Exercise brief:
After locating the line that contains "invocable, each applying" in the records below, write out exactly that line and each line after it through the one that contains "pub use certificates::extract_certificates;", and nothing else.

Entries supplied:
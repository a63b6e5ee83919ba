//! Heuristic field extraction from raw résumé text.
//!
//! A family of pure functions, independently invocable, each applying
//! an ordered set of deterministic pattern rules and returning the
//! first/best match per logical slot together with provenance entries.
//! None of them fails: absence of a match is success with an empty
//! result, and an extraction with zero matched fields is still a valid
//! draft requiring manual completion.

pub mod dates;
mod certificates;
mod education;
mod experience;
mod languages;
mod personal;
mod sections;
mod skills;

pub use certificates::extract_certificates;
pub use education::extract_education;
pub use experience::extract_experiences;
pub use languages::extract_languages;
pub use personal::extract_personal_info;
pub use skills::{extract_highlights, extract_skills};

use crate::models::{CandidateProfileDraft, FieldProvenanceEntry};

/// Normalize raw text for pattern matching: unified line endings,
/// stripped BOM, horizontal whitespace collapsed within lines.
pub fn normalize_text(text: &str) -> String {
    let text = text.trim_start_matches('\u{feff}').replace("\r\n", "\n").replace('\r', "\n");
    let lines: Vec<String> = text
        .split('\n')
        .map(|line| {
            let mut collapsed = String::with_capacity(line.len());
            let mut last_was_space = false;
            for c in line.trim_end().chars() {
                if c == ' ' || c == '\t' {
                    if !last_was_space {
                        collapsed.push(' ');
                    }
                    last_was_space = true;
                } else {
                    collapsed.push(c);
                    last_was_space = false;
                }
            }
            collapsed
        })
        .collect();
    lines.join("\n")
}

/// Run every field extractor over the text and assemble the draft plus
/// the combined provenance trail.
///
/// Pure: identical text yields identical output, with no hidden state.
pub fn extract_profile(text: &str) -> (CandidateProfileDraft, Vec<FieldProvenanceEntry>) {
    let normalized = normalize_text(text);

    let (personal, mut provenance) = extract_personal_info(&normalized);
    let (experience, prov) = extract_experiences(&normalized);
    provenance.extend(prov);
    let (education, prov) = extract_education(&normalized);
    provenance.extend(prov);
    let (skills, prov) = extract_skills(&normalized);
    provenance.extend(prov);
    let (languages, prov) = extract_languages(&normalized);
    provenance.extend(prov);
    let (certificates, prov) = extract_certificates(&normalized);
    provenance.extend(prov);
    let (highlights, prov) = extract_highlights(&normalized);
    provenance.extend(prov);

    let draft = CandidateProfileDraft {
        personal,
        experience,
        education,
        skills,
        languages,
        certificates,
        highlights,
    };
    (draft, provenance)
}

Result of this task:
//! A family of pure functions, independently invocable, each applying
//! an ordered set of deterministic pattern rules and returning the
//! first/best match per logical slot together with provenance entries.
//! None of them fails: absence of a match is success with an empty
//! result, and an extraction with zero matched fields is still a valid
//! draft requiring manual completion.

pub mod dates;
mod certificates;
mod education;
mod experience;
mod languages;
mod personal;
mod sections;
mod skills;

pub use certificates::extract_certificates;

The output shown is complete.